- _Exercise_: Within the records below is a range that opens at the line with "pub(crate) mod deserializers;" and closes at the line with "use crate::app::structs::monitor_id::MonitorId;". Return that range word for word, both ends included, and only that range.

Source records: Begin

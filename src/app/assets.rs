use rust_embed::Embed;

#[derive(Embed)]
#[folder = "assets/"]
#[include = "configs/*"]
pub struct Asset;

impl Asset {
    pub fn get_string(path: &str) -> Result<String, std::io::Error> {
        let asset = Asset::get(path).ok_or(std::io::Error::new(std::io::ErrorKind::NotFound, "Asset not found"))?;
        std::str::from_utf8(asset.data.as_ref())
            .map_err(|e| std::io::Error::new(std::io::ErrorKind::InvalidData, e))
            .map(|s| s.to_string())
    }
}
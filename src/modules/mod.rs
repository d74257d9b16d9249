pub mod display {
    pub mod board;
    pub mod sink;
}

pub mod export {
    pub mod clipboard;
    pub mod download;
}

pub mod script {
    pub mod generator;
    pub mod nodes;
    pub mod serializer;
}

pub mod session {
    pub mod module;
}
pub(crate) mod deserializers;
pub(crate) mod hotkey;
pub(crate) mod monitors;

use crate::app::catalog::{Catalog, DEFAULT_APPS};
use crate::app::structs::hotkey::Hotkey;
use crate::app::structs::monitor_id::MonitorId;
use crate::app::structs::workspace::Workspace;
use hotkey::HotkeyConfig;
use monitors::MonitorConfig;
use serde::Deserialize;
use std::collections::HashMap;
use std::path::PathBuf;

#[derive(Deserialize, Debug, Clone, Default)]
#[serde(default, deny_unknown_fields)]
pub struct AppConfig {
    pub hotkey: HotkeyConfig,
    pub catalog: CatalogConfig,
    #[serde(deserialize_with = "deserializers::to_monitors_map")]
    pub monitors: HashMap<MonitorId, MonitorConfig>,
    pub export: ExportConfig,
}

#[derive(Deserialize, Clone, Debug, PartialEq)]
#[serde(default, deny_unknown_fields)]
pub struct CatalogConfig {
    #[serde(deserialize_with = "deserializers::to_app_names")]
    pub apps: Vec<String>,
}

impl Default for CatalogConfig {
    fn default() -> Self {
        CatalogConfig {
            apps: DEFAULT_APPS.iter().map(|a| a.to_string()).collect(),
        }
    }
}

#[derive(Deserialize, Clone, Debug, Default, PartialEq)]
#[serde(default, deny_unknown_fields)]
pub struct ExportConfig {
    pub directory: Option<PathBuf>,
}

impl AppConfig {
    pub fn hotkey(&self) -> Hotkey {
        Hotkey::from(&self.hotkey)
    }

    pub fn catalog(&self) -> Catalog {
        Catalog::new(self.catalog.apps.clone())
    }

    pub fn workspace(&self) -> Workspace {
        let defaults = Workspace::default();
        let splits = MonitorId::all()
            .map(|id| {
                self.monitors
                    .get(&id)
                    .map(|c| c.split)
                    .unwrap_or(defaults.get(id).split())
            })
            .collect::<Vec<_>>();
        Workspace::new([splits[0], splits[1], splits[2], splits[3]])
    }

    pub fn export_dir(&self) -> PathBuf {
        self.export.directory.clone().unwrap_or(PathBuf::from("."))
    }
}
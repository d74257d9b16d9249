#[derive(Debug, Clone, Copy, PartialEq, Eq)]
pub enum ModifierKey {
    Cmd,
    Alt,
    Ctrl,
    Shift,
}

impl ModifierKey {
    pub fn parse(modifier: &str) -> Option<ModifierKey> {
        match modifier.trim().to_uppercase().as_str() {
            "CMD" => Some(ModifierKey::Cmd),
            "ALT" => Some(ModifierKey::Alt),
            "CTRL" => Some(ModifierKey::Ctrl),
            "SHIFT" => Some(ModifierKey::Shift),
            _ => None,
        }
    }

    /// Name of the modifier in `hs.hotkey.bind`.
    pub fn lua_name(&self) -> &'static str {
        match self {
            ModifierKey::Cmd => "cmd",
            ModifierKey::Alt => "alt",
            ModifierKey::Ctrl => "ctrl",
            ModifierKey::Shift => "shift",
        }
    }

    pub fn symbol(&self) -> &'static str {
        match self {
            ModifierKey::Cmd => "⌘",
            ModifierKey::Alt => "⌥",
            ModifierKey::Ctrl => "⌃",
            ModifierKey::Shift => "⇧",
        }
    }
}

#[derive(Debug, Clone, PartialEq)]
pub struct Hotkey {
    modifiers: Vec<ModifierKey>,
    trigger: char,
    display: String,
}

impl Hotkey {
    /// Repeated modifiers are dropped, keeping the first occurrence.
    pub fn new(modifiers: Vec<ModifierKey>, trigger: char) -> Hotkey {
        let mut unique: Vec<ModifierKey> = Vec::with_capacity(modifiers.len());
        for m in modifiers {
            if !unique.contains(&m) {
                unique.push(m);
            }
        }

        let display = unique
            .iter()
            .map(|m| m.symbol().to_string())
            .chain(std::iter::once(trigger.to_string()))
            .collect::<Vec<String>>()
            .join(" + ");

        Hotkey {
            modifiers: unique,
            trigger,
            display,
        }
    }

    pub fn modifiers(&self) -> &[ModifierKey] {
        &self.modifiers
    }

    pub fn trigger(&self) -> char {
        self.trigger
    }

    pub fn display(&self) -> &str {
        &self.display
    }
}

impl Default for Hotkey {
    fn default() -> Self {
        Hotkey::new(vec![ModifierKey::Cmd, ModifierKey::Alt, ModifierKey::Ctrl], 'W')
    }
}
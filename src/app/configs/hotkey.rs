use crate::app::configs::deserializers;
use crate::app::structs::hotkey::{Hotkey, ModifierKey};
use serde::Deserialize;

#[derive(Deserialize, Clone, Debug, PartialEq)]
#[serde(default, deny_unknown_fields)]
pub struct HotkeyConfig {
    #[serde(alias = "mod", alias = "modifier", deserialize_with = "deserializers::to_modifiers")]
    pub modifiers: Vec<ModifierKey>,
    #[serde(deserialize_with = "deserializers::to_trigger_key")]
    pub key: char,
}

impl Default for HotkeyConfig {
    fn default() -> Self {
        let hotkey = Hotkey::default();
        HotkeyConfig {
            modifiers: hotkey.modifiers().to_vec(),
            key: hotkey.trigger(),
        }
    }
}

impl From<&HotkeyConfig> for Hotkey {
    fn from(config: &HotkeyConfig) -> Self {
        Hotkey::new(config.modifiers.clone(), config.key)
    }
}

Source records: End

- _Response_:
pub(crate) mod deserializers;
pub(crate) mod hotkey;
pub(crate) mod monitors;

use crate::app::catalog::{Catalog, DEFAULT_APPS};
use crate::app::structs::hotkey::Hotkey;
use crate::app::structs::monitor_id::MonitorId;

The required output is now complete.